Porque aquello que denominamos el “caso Jaime Garzón” se ha convertido para mí en lo que Borges llamaría una página justificativa de mi destino, la cual, contrario a Borges, difícilmente me atrevería a leerle a un amigo, aunque mis amigos estén cansados de escucharme hablar y sufrir este tema.

Y es que una de las más aberrantes consecuencias del caso Garzón en mi vida ha sido el silenciamiento, que hoy quiero romper para hablar sobre el asesinato de la libertad de expresión en Colombia, cuyo punto máximo lo representó, precisamente, el magnicidio del periodista y humorista Jaime Garzón Forero el 13 de agosto de 1999.

Quiero agradecer el espacio que me brindan los estudiantes de la Universidad del Rosario para compartir mi análisis sobre la muerte de Jaime Garzón y lo que ésta representó para el periodismo.

Para ello debemos comenzar por aceptar que en Colombia nunca ha existido libertad de prensa, y el asesinato de cientos de colegas, así como el cierre de decenas de medios de comunicación, así lo demuestra.

Me refiero a libertad de prensa como el derecho a investigar e informar sin interferencias, presiones, censuras, obstrucciones, amenazas o ataques directos.

Sin embargo, sí ha habido períodos de nuestra historia en los que el país ha gozado de una relativa libertad de expresión, entendida ésta como la libertad de todo individuo a expresar sus opiniones y pensamientos y el derecho a no ser molestado por ello.

Uno de esos períodos lo representó la década en que Jaime Garzón estuvo presente en los medios masivos de comunicación: él surgió a finales de los años ochenta como un oasis de risas en medio de un país silenciado y acallado, con miles de víctimas y llantos.

Sus personajes jamás fueron banales. El común denominador de Néstor Elí, Inti De La Hoz, John Lenin, William Garra, el Quemando Central, Dioselina Tibaná, Heriberto De La Calle y tantos otros, es su mensaje cargado de contenido y crítica al poder, a los poderes, que con armas o sin ellas, pero gracias a ellas, han construido un proyecto de país excluyente y violento.

Durante diez años, Jaime Garzón logró audiencias inimaginables para sus denuncias a través del humor crítico, un género que fue asesinado con él.

Y esto del rating es importante no sólo como medición, sino por el impacto de los personajes de Garzón en el imaginario nacional.

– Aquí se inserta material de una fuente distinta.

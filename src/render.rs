//! View models handed back to MCP clients.
//!
//! [`RecipeCard`] is one entry of a result list; [`RecipeView`] is the full
//! detail of one recipe with its ingredient lines and instruction steps.

use serde::Serialize;

use crate::client::{MealDetail, MealSummary};

pub const NO_RESULTS_MESSAGE: &str = "No meals found for this filter.";
pub const NO_RANDOM_MESSAGE: &str = "No random recipe found.";
pub const NO_DETAILS_MESSAGE: &str = "No details found for this meal.";

/// `"name - measure"` for every filled slot, or just `"name"` when the measure is blank.
pub fn ingredient_lines(meal: &MealDetail) -> Vec<String> {
    meal.filled_slots()
        .filter_map(|slot| {
            let ingredient = slot.ingredient.as_deref()?;
            Some(match slot.measure.as_deref() {
                Some(measure) if !measure.trim().is_empty() => {
                    format!("{} - {}", ingredient, measure)
                }
                _ => ingredient.to_string(),
            })
        })
        .collect()
}

/// Segments free-text instructions into steps.
///
/// Splits on line breaks and on `". "`, trims, drops empty fragments and makes
/// every step end with a period. Abbreviations such as "approx. 5" are split too.
pub fn instruction_steps(instructions: &str) -> Vec<String> {
    instructions
        .split('\n')
        .flat_map(|line| line.split(". "))
        .map(str::trim)
        .filter(|step| !step.is_empty())
        .map(|step| {
            if step.ends_with('.') {
                step.to_string()
            } else {
                format!("{}.", step)
            }
        })
        .collect()
}

#[derive(Debug, Clone, PartialEq, Serialize)]
pub struct RecipeCard {
    pub id: String,
    pub name: String,
    #[serde(skip_serializing_if = "Option::is_none")]
    pub area: Option<String>,
    #[serde(skip_serializing_if = "Option::is_none")]
    pub thumbnail: Option<String>,
}

impl From<&MealSummary> for RecipeCard {
    fn from(summary: &MealSummary) -> Self {
        Self {
            id: summary.id.to_string(),
            name: summary.name.clone(),
            area: summary.area.clone(),
            thumbnail: summary.thumbnail.clone(),
        }
    }
}

impl From<&MealDetail> for RecipeCard {
    fn from(meal: &MealDetail) -> Self {
        Self::from(&meal.summary)
    }
}

#[derive(Debug, Clone, PartialEq, Serialize)]
pub struct RecipeView {
    pub id: String,
    pub title: String,
    #[serde(skip_serializing_if = "Option::is_none")]
    pub area: Option<String>,
    #[serde(skip_serializing_if = "Option::is_none")]
    pub category: Option<String>,
    #[serde(skip_serializing_if = "Option::is_none")]
    pub image: Option<String>,
    pub ingredients: Vec<String>,
    pub instructions: Vec<String>,
    #[serde(skip_serializing_if = "Vec::is_empty")]
    pub tags: Vec<String>,
    #[serde(skip_serializing_if = "Option::is_none")]
    pub youtube: Option<String>,
    #[serde(skip_serializing_if = "Option::is_none")]
    pub source: Option<String>,
}

impl From<&MealDetail> for RecipeView {
    fn from(meal: &MealDetail) -> Self {
        Self {
            id: meal.summary.id.to_string(),
            title: meal.summary.name.clone(),
            area: meal.summary.area.clone(),
            category: meal.summary.category.clone(),
            image: meal.summary.thumbnail.clone(),
            ingredients: ingredient_lines(meal),
            instructions: meal
                .instructions
                .as_deref()
                .map(instruction_steps)
                .unwrap_or_default(),
            tags: meal
                .tags
                .as_deref()
                .map(|tags| {
                    tags.split(',')
                        .map(str::trim)
                        .filter(|tag| !tag.is_empty())
                        .map(String::from)
                        .collect()
                })
                .unwrap_or_default(),
            youtube: meal.youtube.clone(),
            source: meal.source.clone(),
        }
    }
}
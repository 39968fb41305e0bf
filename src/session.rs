//! Per-connection result area.
//!
//! Aggregation runs are not cancelled when a newer one starts, so two runs can
//! finish out of order. Each run takes a [`Generation`] before it starts and
//! may only replace the stored results if nothing newer has begun since.

use std::sync::atomic::{AtomicU64, Ordering};
use std::sync::{Mutex, MutexGuard};

use crate::client::{MealDetail, MealId};

/// Token identifying one aggregation run.
#[derive(Debug, Clone, Copy, PartialEq, Eq, PartialOrd, Ord)]
pub struct Generation(u64);

#[derive(Debug, Default)]
pub struct SearchSession {
    latest: AtomicU64,
    meals: Mutex<Vec<MealDetail>>,
}

impl SearchSession {
    pub fn new() -> Self {
        Self::default()
    }

    /// Starts a new run; every earlier token becomes stale.
    pub fn begin(&self) -> Generation {
        Generation(self.latest.fetch_add(1, Ordering::SeqCst) + 1)
    }

    pub fn is_current(&self, generation: Generation) -> bool {
        self.latest.load(Ordering::SeqCst) == generation.0
    }

    /// Stores `meals` if `generation` is still the latest run. Returns whether it did.
    pub fn commit(&self, generation: Generation, meals: Vec<MealDetail>) -> bool {
        let mut meals_slot = self.lock();
        // Checked under the lock so a concurrent clear() cannot interleave.
        if !self.is_current(generation) {
            tracing::debug!(
                "Discarding stale results from run {} (latest is {})",
                generation.0,
                self.latest.load(Ordering::SeqCst)
            );
            return false;
        }
        *meals_slot = meals;
        true
    }

    /// Empties the result area and invalidates any run still in flight.
    pub fn clear(&self) {
        let mut meals = self.lock();
        self.begin();
        meals.clear();
    }

    pub fn find(&self, id: &MealId) -> Option<MealDetail> {
        self.lock().iter().find(|meal| meal.id() == id).cloned()
    }

    pub fn results(&self) -> Vec<MealDetail> {
        self.lock().clone()
    }

    fn lock(&self) -> MutexGuard<'_, Vec<MealDetail>> {
        self.meals.lock().unwrap_or_else(|poisoned| poisoned.into_inner())
    }
}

Fue la primera y única vez en la historia del país que el mensaje crítico caló tan hondo, y por ello coincido con Antonio Morales, quien asegura que si Jaime Garzón no hubiera sido silenciado en agosto de 1999, tarde o temprano otras balas lo habrían matado.

Para el momento en que Garzón fue asesinado, en Colombia comenzaba a esbozarse el proyecto político paramilitar, que ya había logrado el control social en gran parte del país y ahora se perfilaba ambiciosamente hacia el poder nacional.

Indudablemente el mensaje de Jaime Garzón era una cortapisa para ese proyecto, que alcanzó la Presidencia en el año 2002.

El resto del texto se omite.